Although cultural factors served as the strongest predictor of body complaints in adolescents from all eight countries, negative parenting served as second strong predictor Parental psychological control (for boys) and intrusive and monitoring behaviour by mothers (for girls) was perceived as distressing and linked with higher rates of somatic complaints. By contrast, father’s anxious monitoring was experienced as positive by daughters, resulting in fewer body symptoms, a finding pointing to the different roles, fathers and mothers play during adolescence (Cassano et al., 2006).
7. Conclusion
The role of negative parenting practices on adolescents’ health, like a lack of support and high rates of parental psychological control, has been examined with a focus on parenting in Western industrialized countries.While enormous variations in externalizing and internalizing symptoms and body complaints were found in adolescents around the globe, much less is known about the cultural impact e.g. the contribution cultural factors make up and above perceived parental behavior. This overview therefore analysed the ways in which cultural factors and parental rearing styles contribute to the expression of psychological distress (internalizing and externalizing symptoms and body complaints) in adolescents from different countries around the world.

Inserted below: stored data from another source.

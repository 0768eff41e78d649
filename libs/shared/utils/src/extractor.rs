use std::sync::Arc;

use axum::{
    body::Body,
    extract::State,
    http::Request,
    middleware::Next,
    response::Response,
};

use shared_config::AppConfig;
use shared_models::auth::User;
use shared_models::error::AppError;

use crate::jwt::validate_token;

/// Authentication middleware for admin routes. Validates the bearer token
/// and stashes the resolved [`User`] in the request extensions.
pub async fn auth_middleware(
    State(config): State<Arc<AppConfig>>,
    mut request: Request<Body>,
    next: Next,
) -> Result<Response, AppError> {
    let auth_header = request
        .headers()
        .get("Authorization")
        .ok_or_else(|| AppError::Auth("Missing authorization header".to_string()))?;

    let auth_value = auth_header
        .to_str()
        .map_err(|_| AppError::Auth("Invalid authorization header format".to_string()))?;

    let token = auth_value
        .strip_prefix("Bearer ")
        .ok_or_else(|| AppError::Auth("Invalid authorization header format".to_string()))?;

    let user = validate_token(token, &config.supabase_jwt_secret).map_err(AppError::Auth)?;

    request.extensions_mut().insert(user);

    Ok(next.run(request).await)
}

/// Admin-role gate used by handlers behind [`auth_middleware`].
pub fn ensure_admin(user: &User) -> Result<(), AppError> {
    if user.role.as_deref() == Some("admin") {
        Ok(())
    } else {
        Err(AppError::Auth("Admin role required".to_string()))
    }
}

Despite varying rates of various parenting style across different cultures, a negative impact of anxious rearing and too much psychological and behavioural control on the child’s physical or mental health was found. Universal was also the detrimental effect of a lack of parental support. Further, the impact of mothers’ and fathers’ rearing style for sons and daughters health differed.Together, findings show a cultural generalizability: In most countries, psychological control as a parenting style was associated with the highest rates of psychological and physical complaints. This finding calls for joint prevention and intervention in diverse countries.

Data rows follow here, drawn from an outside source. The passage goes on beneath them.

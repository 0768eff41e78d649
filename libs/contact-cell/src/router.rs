// libs/contact-cell/src/router.rs
use std::sync::Arc;

use axum::{
    middleware,
    routing::{delete, get, patch, post},
    Router,
};

use shared_config::AppConfig;
use shared_utils::extractor::auth_middleware;

use crate::handlers;

/// Public contact-form intake.
pub fn contact_routes(state: Arc<AppConfig>) -> Router {
    Router::new()
        .route("/", post(handlers::submit_message))
        .with_state(state)
}

/// Admin inbox, behind the JWT middleware.
pub fn admin_routes(state: Arc<AppConfig>) -> Router {
    Router::new()
        .route("/", get(handlers::list_messages))
        .route("/{message_id}/read", patch(handlers::mark_message_read))
        .route("/{message_id}", delete(handlers::delete_message))
        .layer(middleware::from_fn_with_state(state.clone(), auth_middleware))
        .with_state(state)
}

Future studies should investigate bidirectional influences, e.g. consider the possibility that high levels of symptoms in the offspring may result in more control both behaviorally and psychologically, in parents (see, for example, Lansford et al., 2018). We need more research, as the explanations for cultural differences in psychological symptoms and body complaints are complex, including linguistic features of the language, stigma associated with psychiatric conditions (Dreher et al., 2017) or differences in emotional expression norms (Ma-Kellams, 2014), Also we have to consider a different exposure to severe traumatic events for those living in unsafe environments (Garnefski, van Rood, de Roos, & Kraaij, 2017). An increasing globalization leads to more similarity in parenting and symptom expression in middle class families, but there are still families living in the margins and growing up in extreme poverty. Future studies should therefore analyze the links between parenting and psychopathology in vulnerable populations in different countries.